4\. Yeah, there's a checklist, and it is long. SREs want to minimize the
number of pages there, but pages happen because something's going bad, and
they want you to have proper monitoring in place to address the pages quickly.
The launch checklist also focuses a lot on addressing potential security
vulnerabilities. Google is tough on security.

5\. Google's all about the software compensating for commodity hardware. I
don't think too many teams have specialized hardware. You can ask for what
resources you need, but would have to fight for what form you get them in.

7\. Can't speak for this. Why reorganize marketing?

8\. While I agree that Google likes to fail fast, in my opinion some Google
products probably didn't get the love or time they needed to take off. I
wasn't really privy to how those decisions are made.

------
birken
I think calling Google processes "mistakes" is a little strong. For example, I
recall at one point at Google where they were trying to improve latency on the
products, so you weren't allowed to launch a new feature if it hurt latency.

I could imagine somebody who just made an awesome feature that made an
application 5% slower complain about how stupid that policy is.
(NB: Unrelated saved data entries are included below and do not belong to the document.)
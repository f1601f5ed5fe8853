//! 메모리 싱크
//!
//! 라인은 싱크 안에 쌓였다가 커밋될 때만 공유 저장소로 옮겨집니다.
//! 따라서 커밋되지 않은 스트림은 [`MemorySinkProvider::lines`]에 나타나지 않습니다.

use std::collections::HashMap;
use std::sync::{Arc, Mutex, MutexGuard};

use logtally_core::error::{LogTallyError, SinkError};
use logtally_core::pipeline::{OutputSink, SinkProvider};
use logtally_core::types::StreamKind;

type Store = Arc<Mutex<HashMap<StreamKind, Vec<String>>>>;

/// 스트림별 커밋된 라인을 메모리에 보관하는 싱크 공급자
#[derive(Debug, Clone, Default)]
pub struct MemorySinkProvider {
    store: Store,
    fail_open: Option<StreamKind>,
    fail_write: Option<StreamKind>,
}

impl MemorySinkProvider {
    /// 빈 공급자를 생성합니다.
    pub fn new() -> Self {
        Self::default()
    }

    /// 지정한 스트림을 열 때 실패하도록 설정합니다.
    pub fn failing_open(mut self, kind: StreamKind) -> Self {
        self.fail_open = Some(kind);
        self
    }

    /// 지정한 스트림에 쓸 때 실패하도록 설정합니다.
    pub fn failing_write(mut self, kind: StreamKind) -> Self {
        self.fail_write = Some(kind);
        self
    }

    /// 스트림에 커밋된 라인을 반환합니다. 커밋되지 않았으면 `None`입니다.
    pub fn lines(&self, kind: StreamKind) -> Option<Vec<String>> {
        lock(&self.store).get(&kind).cloned()
    }

    /// 스트림이 커밋되었는지 확인합니다.
    pub fn is_committed(&self, kind: StreamKind) -> bool {
        lock(&self.store).contains_key(&kind)
    }
}

fn lock(store: &Store) -> MutexGuard<'_, HashMap<StreamKind, Vec<String>>> {
    // 테스트 중 패닉으로 poison 되어도 내용은 그대로 사용
    store.lock().unwrap_or_else(|poisoned| poisoned.into_inner())
}

impl SinkProvider for MemorySinkProvider {
    type Sink = MemorySink;

    async fn open(&self, kind: StreamKind) -> Result<MemorySink, LogTallyError> {
        if self.fail_open == Some(kind) {
            return Err(SinkError::Create {
                stream: kind.to_string(),
                path: "memory".to_owned(),
                reason: "open refused".to_owned(),
            }
            .into());
        }

        Ok(MemorySink {
            kind,
            lines: Vec::new(),
            store: Arc::clone(&self.store),
            fail_write: self.fail_write == Some(kind),
        })
    }
}

/// [`MemorySinkProvider`]가 여는 싱크
#[derive(Debug)]
pub struct MemorySink {
    kind: StreamKind,
    lines: Vec<String>,
    store: Store,
    fail_write: bool,
}

impl OutputSink for MemorySink {
    async fn write_line(&mut self, line: &str) -> Result<(), LogTallyError> {
        if self.fail_write {
            return Err(SinkError::Write {
                stream: self.kind.to_string(),
                reason: "write refused".to_owned(),
            }
            .into());
        }
        self.lines.push(line.to_owned());
        Ok(())
    }

    async fn commit(self) -> Result<(), LogTallyError> {
        lock(&self.store).insert(self.kind, self.lines);
        Ok(())
    }
}

#[cfg(test)]
mod tests {
    use super::*;

    #[tokio::test]
    async fn committed_lines_are_visible() {
        let provider = MemorySinkProvider::new();
        let mut sink = provider.open(StreamKind::Parsed).await.unwrap();
        sink.write_line("one").await.unwrap();
        sink.write_line("two").await.unwrap();
        assert!(provider.lines(StreamKind::Parsed).is_none());

        sink.commit().await.unwrap();
        assert_eq!(
            provider.lines(StreamKind::Parsed),
            Some(vec!["one".to_owned(), "two".to_owned()])
        );
        assert!(!provider.is_committed(StreamKind::Report));
    }

    #[tokio::test]
    async fn dropped_sink_is_never_committed() {
        let provider = MemorySinkProvider::new();
        let mut sink = provider.open(StreamKind::Report).await.unwrap();
        sink.write_line("sshd,2").await.unwrap();
        drop(sink);
        assert!(!provider.is_committed(StreamKind::Report));
    }

    #[tokio::test]
    async fn failure_injection() {
        let provider = MemorySinkProvider::new()
            .failing_open(StreamKind::Report)
            .failing_write(StreamKind::Trap);

        assert!(provider.open(StreamKind::Report).await.is_err());

        let mut trap = provider.open(StreamKind::Trap).await.unwrap();
        let err = trap.write_line("0\tx").await.unwrap_err();
        assert!(matches!(err, LogTallyError::Sink(SinkError::Write { .. })));

        let mut parsed = provider.open(StreamKind::Parsed).await.unwrap();
        assert!(parsed.write_line("ok").await.is_ok());
    }
}
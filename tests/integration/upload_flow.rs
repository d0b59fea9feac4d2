use std::thread;
use std::time::Duration;

use serial_test::serial;
use tempfile::TempDir;

use logixwatch::config::LockConfig;
use logixwatch::driver::HelperDriver;
use logixwatch::lock::UploadLock;
use logixwatch::upload::{run_upload, UploadOptions};

use crate::helpers::{sh_command, upload_helper_script};

fn options(dir: &TempDir) -> UploadOptions {
    UploadOptions {
        comm_path: "AB_ETH-1\\10.0.0.5".to_string(),
        save_dir: dir.path().join("backups"),
        prefix: "AUTO_".to_string(),
        lock: LockConfig {
            path: dir.path().join("upload.lock"),
            max_wait_secs: 10,
            poll_secs: 1,
        },
    }
}

#[test]
#[serial]
fn upload_through_scripted_helper_saves_named_backup() {
    let dir = TempDir::new().unwrap();
    let script = upload_helper_script(dir.path());
    let driver = HelperDriver::new(sh_command(&script)).unwrap();

    let saved = run_upload(&driver, &options(&dir)).unwrap();

    assert!(saved.exists());
    let name = saved.file_name().unwrap().to_string_lossy().into_owned();
    assert!(name.starts_with("AUTO_TESTPLC_"), "unexpected name: {name}");
    assert!(name.ends_with(".ACD"), "unexpected name: {name}");

    // Lock must be gone once the run is over.
    assert!(!dir.path().join("upload.lock").exists());
}

#[test]
#[serial]
fn upload_queues_behind_a_held_lock() {
    let dir = TempDir::new().unwrap();
    let script = upload_helper_script(dir.path());
    let driver = HelperDriver::new(sh_command(&script)).unwrap();
    let opts = options(&dir);

    // Take the lock before the upload starts so it is guaranteed to queue,
    // then release from another thread while it waits.
    let lock_path = opts.lock.path.clone();
    let lock =
        UploadLock::acquire(&lock_path, Duration::ZERO, Duration::from_millis(10)).unwrap();
    let holder = thread::spawn(move || {
        thread::sleep(Duration::from_millis(300));
        lock.release();
    });

    let saved = run_upload(&driver, &opts).unwrap();
    holder.join().unwrap();

    assert!(saved.exists());
    assert!(!lock_path.exists());
}
use std::path::PathBuf;
use std::process::ExitCode;
use std::sync::atomic::{AtomicBool, Ordering};
use std::sync::Arc;

use anyhow::{bail, Context, Result};
use clap::{Parser, Subcommand};
use colored::Colorize;
use logixwatch::config::{UploadConfig, WatchConfig};
use logixwatch::driver::HelperDriver;
use logixwatch::exec::preflight_command;
use logixwatch::lock::LockError;
use logixwatch::orchestrator::CycleOrchestrator;
use logixwatch::upload::{run_upload, UploadOptions};
use tracing::error;
use tracing_subscriber::EnvFilter;

#[derive(Parser)]
#[command(name = "logixwatch")]
#[command(about = "Stability watcher and single-flight backup uploader for Logix controllers", long_about = None)]
#[command(version)]
struct Cli {
    #[command(subcommand)]
    command: Commands,
}

#[derive(Subcommand)]
enum Commands {
    /// Watch the audit tag and run the backup job once it has been stable
    Watch {
        /// Path to the watch config file
        #[arg(short, long, default_value = "watch.toml")]
        config: PathBuf,

        /// Override the backup project directory from the config
        #[arg(long)]
        project_dir: Option<PathBuf>,

        /// Override the project filename prefix from the config
        #[arg(long)]
        prefix: Option<String>,

        /// Override the monitored tag name from the config
        #[arg(long)]
        tag: Option<String>,
    },

    /// Upload the controller's project and save a timestamped local backup.
    /// Queues behind any other running upload; exits non-zero on timeout.
    Upload {
        /// Communication path to the controller
        comm_path: String,

        /// Directory to save the final .ACD file (created if absent)
        #[arg(long, default_value = ".")]
        save_dir: PathBuf,

        /// Optional prefix for the saved filename (e.g. 'Backup_')
        #[arg(long, default_value = "")]
        prefix: String,

        /// Path to the config file providing the SDK helper command and
        /// lock settings
        #[arg(short, long, default_value = "watch.toml")]
        config: PathBuf,
    },
}

fn main() -> ExitCode {
    tracing_subscriber::fmt()
        .with_env_filter(EnvFilter::try_from_default_env().unwrap_or_else(|_| "info".into()))
        .init();

    let cli = Cli::parse();
    let result = match cli.command {
        Commands::Watch {
            config,
            project_dir,
            prefix,
            tag,
        } => watch(config, project_dir, prefix, tag),
        Commands::Upload {
            comm_path,
            save_dir,
            prefix,
            config,
        } => upload(comm_path, save_dir, prefix, config),
    };

    match result {
        Ok(()) => ExitCode::SUCCESS,
        Err(e) => {
            error!("{e:#}");
            eprintln!("{} {e:#}", "error:".red().bold());
            ExitCode::FAILURE
        }
    }
}

fn watch(
    config_path: PathBuf,
    project_dir: Option<PathBuf>,
    prefix: Option<String>,
    tag: Option<String>,
) -> Result<()> {
    let mut config = WatchConfig::load(&config_path)?;
    if let Some(dir) = project_dir {
        config.project_dir = dir;
    }
    if let Some(prefix) = prefix {
        config.file_prefix = Some(prefix);
    }
    if let Some(tag) = tag {
        config.tag = tag;
    }

    preflight_command(&config.external_command, "external backup")?;
    preflight_command(&config.helper_command, "SDK helper")?;

    let driver = HelperDriver::new(config.helper_command.clone())
        .map_err(|e| anyhow::anyhow!(e).context("invalid SDK helper configuration"))?;

    let shutdown = Arc::new(AtomicBool::new(false));
    let flag = Arc::clone(&shutdown);
    ctrlc::set_handler(move || {
        eprintln!("\nshutting down...");
        flag.store(true, Ordering::SeqCst);
    })
    .context("Failed to install Ctrl+C handler")?;

    let mut orchestrator = CycleOrchestrator::new(config, Box::new(driver));
    orchestrator.run(&shutdown)
}

fn upload(comm_path: String, save_dir: PathBuf, prefix: String, config_path: PathBuf) -> Result<()> {
    let config = if config_path.exists() {
        UploadConfig::load(&config_path)?
    } else {
        UploadConfig::default()
    };

    preflight_command(&config.helper_command, "SDK helper")?;
    let driver = HelperDriver::new(config.helper_command.clone())
        .map_err(|e| anyhow::anyhow!(e).context("invalid SDK helper configuration"))?;

    let options = UploadOptions {
        comm_path,
        save_dir,
        prefix,
        lock: config.lock,
    };

    match run_upload(&driver, &options) {
        Ok(path) => {
            println!("{} {}", "saved".green().bold(), path.display());
            Ok(())
        }
        Err(e) => {
            if e.downcast_ref::<LockError>()
                .is_some_and(|l| matches!(l, LockError::Timeout { .. }))
            {
                bail!("gave up waiting for another backup to finish: {e}");
            }
            Err(e)
        }
    }
}
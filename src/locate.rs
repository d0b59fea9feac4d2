//! Backup source location.
//!
//! Finds the most recently modified `.ACD` project file in the backup
//! directory, optionally filtered by filename prefix. Modification time is
//! the only ordering that matters; the watcher re-scans continuously so a
//! missing directory or an empty scan is a wait state, not an error.

use std::path::{Path, PathBuf};
use std::time::SystemTime;

use anyhow::{Context, Result};
use tracing::{debug, warn};

/// Most recently modified matching project file, or `None` when no
/// candidate exists.
pub fn find_latest_acd(directory: &Path, prefix: Option<&str>) -> Result<Option<PathBuf>> {
    if !directory.is_dir() {
        warn!(directory = %directory.display(), "project directory not found");
        return Ok(None);
    }

    let entries = std::fs::read_dir(directory)
        .with_context(|| format!("Failed to read project directory: {}", directory.display()))?;

    let mut latest: Option<(PathBuf, SystemTime)> = None;
    for entry in entries {
        let entry = entry?;
        let path = entry.path();
        if !is_candidate(&path, prefix) {
            continue;
        }
        let modified = entry
            .metadata()
            .and_then(|m| m.modified())
            .with_context(|| format!("Failed to stat project file: {}", path.display()))?;
        if latest.as_ref().is_none_or(|(_, best)| modified > *best) {
            latest = Some((path, modified));
        }
    }

    match latest {
        Some((path, _)) => {
            debug!(path = %path.display(), "latest project file");
            Ok(Some(path))
        }
        None => {
            debug!(
                directory = %directory.display(),
                prefix = prefix.unwrap_or(""),
                "no matching project files"
            );
            Ok(None)
        }
    }
}

fn is_candidate(path: &Path, prefix: Option<&str>) -> bool {
    let has_extension = path
        .extension()
        .and_then(|e| e.to_str())
        .is_some_and(|e| e.eq_ignore_ascii_case("acd"));
    if !has_extension || !path.is_file() {
        return false;
    }
    match prefix {
        Some(p) => path
            .file_name()
            .and_then(|n| n.to_str())
            .is_some_and(|n| n.starts_with(p)),
        None => true,
    }
}
//! Helper-process driver backend.
//!
//! Spawns the configured vendor SDK helper and speaks the line-delimited
//! JSON protocol from [`super::protocol`]. One helper child per session; a
//! separate short-lived helper handles the session-less upload operation.

use std::io::{BufRead, BufReader, Write};
use std::path::{Path, PathBuf};
use std::process::{Child, ChildStdin, ChildStdout, Command, Stdio};

use tracing::{debug, warn};

use super::protocol::{Request, Response};
use super::{ControllerDriver, ControllerSession, DriverError, TagMode, TagValue};

/// Driver that delegates every SDK operation to a helper executable.
pub struct HelperDriver {
    command: Vec<String>,
}

impl HelperDriver {
    /// `command` is the helper invocation: executable followed by any fixed
    /// arguments.
    pub fn new(command: Vec<String>) -> Result<Self, DriverError> {
        if command.is_empty() {
            return Err(DriverError::new("SDK helper command is not configured"));
        }
        Ok(Self { command })
    }
}

impl ControllerDriver for HelperDriver {
    fn open(&self, source: &Path) -> Result<Box<dyn ControllerSession>, DriverError> {
        let mut process = HelperProcess::spawn(&self.command)?;
        let resp = process.call(&Request::Open {
            path: source.to_path_buf(),
        })?;
        expect_ok(resp)?;
        debug!(source = %source.display(), "opened controller project");
        Ok(Box::new(HelperSession {
            process,
            source: source.to_path_buf(),
            online: false,
            closed: false,
        }))
    }

    fn upload(&self, comm_path: &str, dest: &Path) -> Result<(), DriverError> {
        let mut process = HelperProcess::spawn(&self.command)?;
        let resp = process.call(&Request::Upload {
            comm_path: comm_path.to_string(),
            dest: dest.to_path_buf(),
        })?;
        expect_ok(resp)?;
        process.shutdown();
        Ok(())
    }
}

/// A spawned helper child with its stdio pipes.
#[derive(Debug)]
struct HelperProcess {
    child: Child,
    stdin: ChildStdin,
    stdout: BufReader<ChildStdout>,
}

impl HelperProcess {
    fn spawn(command: &[String]) -> Result<Self, DriverError> {
        let mut child = Command::new(&command[0])
            .args(&command[1..])
            .stdin(Stdio::piped())
            .stdout(Stdio::piped())
            .stderr(Stdio::inherit())
            .spawn()
            .map_err(|e| DriverError::new(format!("failed to spawn SDK helper: {e}")))?;

        // Both pipes exist because we requested them above.
        let stdin = child
            .stdin
            .take()
            .ok_or_else(|| DriverError::new("SDK helper stdin unavailable"))?;
        let stdout = child
            .stdout
            .take()
            .map(BufReader::new)
            .ok_or_else(|| DriverError::new("SDK helper stdout unavailable"))?;

        Ok(Self {
            child,
            stdin,
            stdout,
        })
    }

    /// One request/response round trip.
    fn call(&mut self, request: &Request) -> Result<Response, DriverError> {
        let mut line = serde_json::to_string(request)
            .map_err(|e| DriverError::new(format!("failed to encode helper request: {e}")))?;
        line.push('\n');
        self.stdin
            .write_all(line.as_bytes())
            .and_then(|()| self.stdin.flush())
            .map_err(|e| DriverError::new(format!("lost connection to SDK helper: {e}")))?;

        let mut reply = String::new();
        let n = self
            .stdout
            .read_line(&mut reply)
            .map_err(|e| DriverError::new(format!("lost connection to SDK helper: {e}")))?;
        if n == 0 {
            return Err(DriverError::new("SDK helper closed its connection"));
        }
        serde_json::from_str(reply.trim_end())
            .map_err(|e| DriverError::new(format!("invalid response from SDK helper: {e}")))
    }

    /// Best-effort termination, used once the session is closed.
    fn shutdown(&mut self) {
        drop(self.stdin.flush());
        if let Err(e) = self.child.kill() {
            debug!("helper already exited: {e}");
        }
        drop(self.child.wait());
    }
}

impl Drop for HelperProcess {
    fn drop(&mut self) {
        // Reap the child on error paths where no session was constructed.
        self.shutdown();
    }
}

/// Session backed by one helper child.
#[derive(Debug)]
struct HelperSession {
    process: HelperProcess,
    source: PathBuf,
    online: bool,
    closed: bool,
}

impl HelperSession {
    fn call(&mut self, request: &Request) -> Result<Response, DriverError> {
        self.process.call(request)
    }
}

impl ControllerSession for HelperSession {
    fn source(&self) -> &Path {
        &self.source
    }

    fn is_online(&self) -> bool {
        self.online
    }

    fn go_online(&mut self) -> Result<(), DriverError> {
        expect_ok(self.call(&Request::GoOnline)?)?;
        self.online = true;
        Ok(())
    }

    fn go_offline(&mut self) -> Result<(), DriverError> {
        expect_ok(self.call(&Request::GoOffline)?)?;
        self.online = false;
        Ok(())
    }

    fn read_tag(&mut self, tag: &str, mode: TagMode) -> Result<TagValue, DriverError> {
        let resp = self.call(&Request::ReadTag {
            name: tag.to_string(),
            mode,
        })?;
        match resp {
            Response::Value { value } => Ok(value),
            Response::Error { message } => Err(DriverError::new(message)),
            other => Err(DriverError::new(format!(
                "unexpected helper response to read_tag: {other:?}"
            ))),
        }
    }

    fn controller_name(&mut self) -> Result<String, DriverError> {
        let resp = self.call(&Request::ControllerName)?;
        match resp {
            Response::Name { name } => Ok(name),
            Response::Error { message } => Err(DriverError::new(message)),
            other => Err(DriverError::new(format!(
                "unexpected helper response to controller_name: {other:?}"
            ))),
        }
    }

    fn save_as(&mut self, dest: &Path) -> Result<(), DriverError> {
        expect_ok(self.call(&Request::SaveAs {
            path: dest.to_path_buf(),
        })?)
    }

    fn close(&mut self) -> Result<(), DriverError> {
        if self.closed {
            return Ok(());
        }
        self.closed = true;
        self.online = false;
        // The helper child is reaped even if the close request itself fails,
        // so a broken session never leaks a process.
        let result = self.call(&Request::Close).and_then(expect_ok);
        self.process.shutdown();
        result
    }
}

impl Drop for HelperSession {
    fn drop(&mut self) {
        if !self.closed {
            if let Err(e) = self.close() {
                warn!("failed to close session during drop: {e}");
            }
        }
    }
}

fn expect_ok(response: Response) -> Result<(), DriverError> {
    match response {
        Response::Ok => Ok(()),
        Response::Error { message } => Err(DriverError::new(message)),
        other => Err(DriverError::new(format!(
            "unexpected helper response: {other:?}"
        ))),
    }
}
However, they
don't realize that however awesome their feature is, speed of applications is
a hidden cost that everybody bears, and sometimes the priority for a company
may differ with a specific developers vision. Google wants their products to
be fast, wants them to be available, and wants them to be secure. I'm not
saying that everything they do is great and their processes and checklists are
optimal, but when they have processes designed to do a certain thing, it isn't
fair to say their processes are a mistake because they don't do something
else.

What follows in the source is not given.